* **WHAT TO DO**:
Exactly reproduce the lines from the top of the entries below through the line containing "value 0; padding-based", with both ends included.

(Stored data entries)
====

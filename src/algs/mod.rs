//! Re-export public algorithms.

pub mod build;
pub mod interior;
pub mod resolve;

pub use build::{IndexOpts, build_index, build_index_with_opts};
pub use interior::interior_vertices;
pub use resolve::{DegeneracyHandling, Resolution, resolve_dependencies};
#[cfg(feature = "rayon")]
pub use resolve::resolve_dependencies_par;
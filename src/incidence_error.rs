//! `IncidenceError`: unified error type for voronoi-incidence public APIs.
//!
//! Every fallible operation in the crate reports through this enum so callers
//! get non-panicking, matchable failures. All conditions are detected
//! synchronously inside the single indexing pass; the same invalid input
//! always fails the same way.

use crate::diagram::point::{SiteId, VertexId};
use thiserror::Error;

/// Unified error type for incidence-indexing operations.
#[derive(Debug, Error, Clone, PartialEq)]
pub enum IncidenceError {
    /// Attempted to construct a `VertexId` from 0 (reserved padding sentinel).
    #[error("vertex index must be non-zero (0 is reserved as the padding sentinel)")]
    InvalidVertexId,
    /// Attempted to construct a `SiteId` from 0 (sites are numbered from 1).
    #[error("site index must be non-zero (sites are numbered from 1)")]
    InvalidSiteId,
    /// A raw membership list contains the sentinel value 0; padding-based
    /// matching would be unreliable, so this is rejected before any
    /// computation runs.
    #[error("membership list of site {site} contains sentinel vertex index 0 at position {column}")]
    SentinelVertexIndex { site: SiteId, column: usize },
    /// Bounding box with `lo >= hi` (or a NaN bound): no interior region is
    /// well-defined.
    #[error("empty bounding box: lo {lo} is not strictly below hi {hi}")]
    EmptyBounds { lo: f64, hi: f64 },
    /// An interior vertex matched a number of sites other than the three a
    /// non-degenerate planar diagram produces. Either the generators are
    /// co-circular (a higher-order vertex) or the upstream diagram's
    /// bookkeeping is inconsistent.
    #[error("degenerate vertex {vertex}: {found} incident sites where exactly 3 are expected")]
    DegenerateVertex { vertex: VertexId, found: usize },
    /// CSR cell input whose offsets are not a valid monotone cover of the
    /// index buffer.
    #[error("malformed cell offsets: {0}")]
    MalformedOffsets(String),
    /// Output tables that should be row-parallel have diverging lengths.
    #[error(
        "index table shape mismatch: {interior} interior vertices, {positions} positions, {triples} site triples"
    )]
    TableShapeMismatch {
        interior: usize,
        positions: usize,
        triples: usize,
    },
    /// The interior vertex column is not strictly ascending.
    #[error("interior vertex column is not strictly ascending at local position {position}")]
    UnsortedInterior { position: u32 },
    /// A site triple is not in ascending site order (canonical order).
    #[error("site triple of local vertex {local} is not in ascending site order")]
    UnsortedTriple { local: u32 },
    /// A per-site generated list is not strictly ascending.
    #[error("generated-vertex list of site {site} is not strictly ascending")]
    UnsortedGenerated { site: SiteId },
    /// A per-site generated list names a local vertex past the table end.
    #[error("site {site} lists local vertex {local}, but only {interior} interior vertices exist")]
    LocalOutOfRange {
        site: SiteId,
        local: u32,
        interior: usize,
    },
    /// The forward and inverse incidence tables disagree about a pair.
    #[error("incidence mismatch between site {site} and local vertex {local}")]
    IncidenceMismatch { site: SiteId, local: u32 },
}
//! Demo content: a small employee directory.

use log::info;

use crate::{
    data::Value,
    error::Result,
    rows::Fields,
    schema::{ColumnType, NewColumn, Table},
    store::TableStore,
    sync::{SyncAdapter, Synced},
};

pub const SAMPLE_TABLE_ID: &str = "sample-employees";

pub fn sample_table() -> Result<Table> {
    let columns = vec![
        NewColumn::new("Name", ColumnType::Text).with_id("name"),
        NewColumn::new("Department", ColumnType::Select)
            .with_id("department")
            .with_options(["Engineering", "Marketing", "People", "Finance"]),
        NewColumn::new("Salary", ColumnType::Number).with_id("salary"),
        NewColumn::new("Hired", ColumnType::Date).with_id("hired_date"),
        NewColumn::new("Email", ColumnType::Email).with_id("email"),
        NewColumn::new("Phone", ColumnType::Phone).with_id("phone"),
        NewColumn::new("Active", ColumnType::Boolean).with_id("active"),
    ];
    let mut table = Table::new(SAMPLE_TABLE_ID, "Employees", columns)?;
    let people = [
        (
            "emp1",
            "Ming Zhang",
            "Engineering",
            65000.0,
            "2023-01-15",
            "ming.zhang@company.com",
            "0912-345-678",
        ),
        (
            "emp2",
            "Hua Li",
            "Marketing",
            58000.0,
            "2023-03-22",
            "hua.li@company.com",
            "0923-456-789",
        ),
    ];
    for (id, name, department, salary, hired, email, phone) in people {
        let mut fields = Fields::new();
        fields.insert("name".into(), Value::text(name));
        fields.insert("department".into(), Value::text(department));
        fields.insert("salary".into(), Value::Number(salary));
        fields.insert("hired_date".into(), Value::text(hired));
        fields.insert("email".into(), Value::text(email));
        fields.insert("phone".into(), Value::text(phone));
        fields.insert("active".into(), Value::Boolean(true));
        table = table.create_row(Some(id.to_string()), fields)?.0;
    }
    Ok(table)
}

/// Seeds the sample table into an empty store. Does nothing once any table
/// exists.
pub fn seed<S: TableStore>(adapter: &mut SyncAdapter<S>) -> Result<Option<Synced<Table>>> {
    if !adapter.repository().is_empty() {
        return Ok(None);
    }
    info!("Inserting sample data");
    adapter.import_table(sample_table()?).map(Some)
}

#[cfg(test)]
mod tests {
    use super::*;
    use crate::{retry::RetryPolicy, store::MemoryStore};

    #[test]
    fn seeds_once() {
        let mut adapter = SyncAdapter::open(MemoryStore::new(), RetryPolicy::no_retry()).unwrap();
        let seeded = seed(&mut adapter).unwrap().unwrap();
        assert!(seeded.is_persisted());
        assert_eq!(seeded.value.rows.len(), 2);
        assert!(seed(&mut adapter).unwrap().is_none());
        assert_eq!(adapter.list_tables().len(), 1);
        assert_eq!(adapter.store().list_rows(SAMPLE_TABLE_ID).unwrap().len(), 2);
    }
}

====

* **OUTPUT BELOW**:
filename src/algs/mod.rs
//! Re-export public algorithms.

pub mod build;
pub mod interior;
pub mod resolve;

pub use build::{IndexOpts, build_index, build_index_with_opts};
pub use interior::interior_vertices;
pub use resolve::{DegeneracyHandling, Resolution, resolve_dependencies};
#[cfg(feature = "rayon")]
pub use resolve::resolve_dependencies_par;
filename src/incidence_error.rs
//! `IncidenceError`: unified error type for voronoi-incidence public APIs.
//!
//! Every fallible operation in the crate reports through this enum so callers
//! get non-panicking, matchable failures. All conditions are detected
//! synchronously inside the single indexing pass; the same invalid input
//! always fails the same way.

use crate::diagram::point::{SiteId, VertexId};
use thiserror::Error;

/// Unified error type for incidence-indexing operations.
#[derive(Debug, Error, Clone, PartialEq)]
pub enum IncidenceError {
    /// Attempted to construct a `VertexId` from 0 (reserved padding sentinel).
    #[error("vertex index must be non-zero (0 is reserved as the padding sentinel)")]
    InvalidVertexId,
    /// Attempted to construct a `SiteId` from 0 (sites are numbered from 1).
    #[error("site index must be non-zero (sites are numbered from 1)")]
    InvalidSiteId,
    /// A raw membership list contains the sentinel value 0; padding-based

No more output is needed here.